Abstract
DreamZero is a World Action Model that leverages video diffusion to enable better generalization of physical motions across novel environments and embodiments compared to vision-language-action models.
State-of-the-art Vision-Language-Action (VLA) models excel at semantic generalization but struggle to generalize to unseen physical motions in novel environments. We introduce DreamZero, a World Action Model (WAM) built upon a pretrained video diffusion backbone. Unlike VLAs, WAMs learn physical dynamics by predicting future world states and actions, using video as a dense representation of how the world evolves. By jointly modeling video and action, DreamZero learns diverse skills effectively from heterogeneous robot data without relying on repetitive demonstrations.
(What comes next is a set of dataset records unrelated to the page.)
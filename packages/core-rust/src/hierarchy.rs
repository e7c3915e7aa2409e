//! Hierarchy validation for the tenant → organization → department → user chain.
//!
//! The chain is strict: a level may only be populated when every shallower
//! level is populated too. Skipping a level is a [`IsolationError::HierarchyViolation`],
//! never a silent downgrade.

use crate::context::{IsolationLevel, MultiLevelContext};
use crate::error::IsolationError;

/// Returns `true` when `ctx` satisfies the strict chain.
#[must_use]
pub fn validate_hierarchy(ctx: &MultiLevelContext) -> bool {
    check_hierarchy(ctx).is_ok()
}

/// Same as [`validate_hierarchy`], reporting which level broke the chain.
///
/// # Errors
///
/// Returns [`IsolationError::HierarchyViolation`] for the first populated level
/// whose parent is missing.
pub fn check_hierarchy(ctx: &MultiLevelContext) -> Result<(), IsolationError> {
    determine_isolation_level(
        ctx.tenant_id(),
        ctx.organization_id.as_deref(),
        ctx.department_id.as_deref(),
        ctx.user_id(),
    )
    .map(|_| ())
}

/// Computes the deepest populated level.
///
/// # Errors
///
/// Returns [`IsolationError::HierarchyViolation`] when the tenant id is empty
/// or a deep field is populated while a shallower one is missing.
pub fn determine_isolation_level(
    tenant_id: &str,
    organization_id: Option<&str>,
    department_id: Option<&str>,
    user_id: Option<&str>,
) -> Result<IsolationLevel, IsolationError> {
    if tenant_id.is_empty() {
        return Err(IsolationError::hierarchy(
            IsolationLevel::Tenant,
            "tenant id is required",
        ));
    }
    if user_id.is_some() && department_id.is_none() {
        return Err(IsolationError::hierarchy(
            IsolationLevel::User,
            "user id requires a department id",
        ));
    }
    if department_id.is_some() && organization_id.is_none() {
        return Err(IsolationError::hierarchy(
            IsolationLevel::Department,
            "department id requires an organization id",
        ));
    }

    let level = if user_id.is_some() {
        IsolationLevel::User
    } else if department_id.is_some() {
        IsolationLevel::Department
    } else if organization_id.is_some() {
        IsolationLevel::Organization
    } else {
        IsolationLevel::Tenant
    };
    Ok(level)
}

/// Deepest populated level of `ctx`, with the chain enforced.
///
/// # Errors
///
/// See [`determine_isolation_level`].
pub fn deepest_level(ctx: &MultiLevelContext) -> Result<IsolationLevel, IsolationError> {
    determine_isolation_level(
        ctx.tenant_id(),
        ctx.organization_id.as_deref(),
        ctx.department_id.as_deref(),
        ctx.user_id(),
    )
}

/// Checks the chain and that `isolation_level` equals the deepest populated level.
///
/// # Errors
///
/// Returns [`IsolationError::HierarchyViolation`] on a broken chain or a
/// declared level that differs from the populated depth.
pub fn check_declared_level(ctx: &MultiLevelContext) -> Result<(), IsolationError> {
    let deepest = deepest_level(ctx)?;
    if deepest == ctx.isolation_level {
        Ok(())
    } else {
        Err(IsolationError::hierarchy(
            ctx.isolation_level,
            format!(
                "declared isolation level {} but deepest populated level is {deepest}",
                ctx.isolation_level
            ),
        ))
    }
}

#[cfg(test)]
mod tests {
    use chrono::Utc;

    use super::*;

    fn full() -> MultiLevelContext {
        MultiLevelContext::new("tenant-123", Utc::now())
            .with_organization("org-456")
            .with_department("dept-789")
            .with_user("user-101")
            .with_level(IsolationLevel::User)
    }

    #[test]
    fn full_chain_is_valid() {
        assert!(validate_hierarchy(&full()));
        assert_eq!(deepest_level(&full()).unwrap(), IsolationLevel::User);
    }

    #[test]
    fn tenant_only_is_valid() {
        let ctx = MultiLevelContext::new("tenant-123", Utc::now());
        assert!(validate_hierarchy(&ctx));
        assert_eq!(deepest_level(&ctx).unwrap(), IsolationLevel::Tenant);
    }

    #[test]
    fn department_without_organization_is_rejected() {
        let mut ctx = full();
        ctx.organization_id = None;
        assert!(!validate_hierarchy(&ctx));
        let err = check_hierarchy(&ctx).unwrap_err();
        assert!(matches!(
            err,
            IsolationError::HierarchyViolation {
                level: IsolationLevel::Department,
                ..
            }
        ));
    }

    #[test]
    fn user_without_department_is_rejected() {
        let ctx = MultiLevelContext::new("tenant-123", Utc::now())
            .with_organization("org-456")
            .with_user("user-101");
        let err = check_hierarchy(&ctx).unwrap_err();
        assert!(matches!(
            err,
            IsolationError::HierarchyViolation {
                level: IsolationLevel::User,
                ..
            }
        ));
    }

    #[test]
    fn determine_level_picks_deepest() {
        assert_eq!(
            determine_isolation_level("t-1", Some("o-1"), None, None).unwrap(),
            IsolationLevel::Organization
        );
        assert_eq!(
            determine_isolation_level("t-1", Some("o-1"), Some("d-1"), None).unwrap(),
            IsolationLevel::Department
        );
    }

    #[test]
    fn determine_level_never_downgrades() {
        // A user id without its parents is an error, not a tenant-level context.
        assert!(determine_isolation_level("t-1", None, None, Some("u-1")).is_err());
        assert!(determine_isolation_level("", None, None, None).is_err());
    }

    #[test]
    fn declared_level_must_match_depth() {
        assert!(check_declared_level(&full()).is_ok());
        let narrowed = full().with_level(IsolationLevel::Organization);
        assert!(check_declared_level(&narrowed).is_err());
    }
}
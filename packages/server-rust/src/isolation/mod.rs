//! Instrumented isolation: per-level metrics and the cached strategy facade.

pub mod metrics;
pub mod service;

pub use metrics::{IsolationMetrics, LevelStats};
pub use service::IsolationService;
This results in over 2x improvement in generalization to new tasks and environments compared to state-of-the-art VLAs in real robot experiments. Crucially, through model and system optimizations, we enable a 14B autoregressive video diffusion model to perform real-time closed-loop control at 7Hz. Finally, we demonstrate two forms of cross-embodiment transfer: video-only demonstrations from other robots or humans yield a relative improvement of over 42% on unseen task performance with just 10-20 minutes of data. More surprisingly, DreamZero enables few-shot embodiment adaptation, transferring to a new embodiment with only 30 minutes of play data while retaining zero-shot generalization.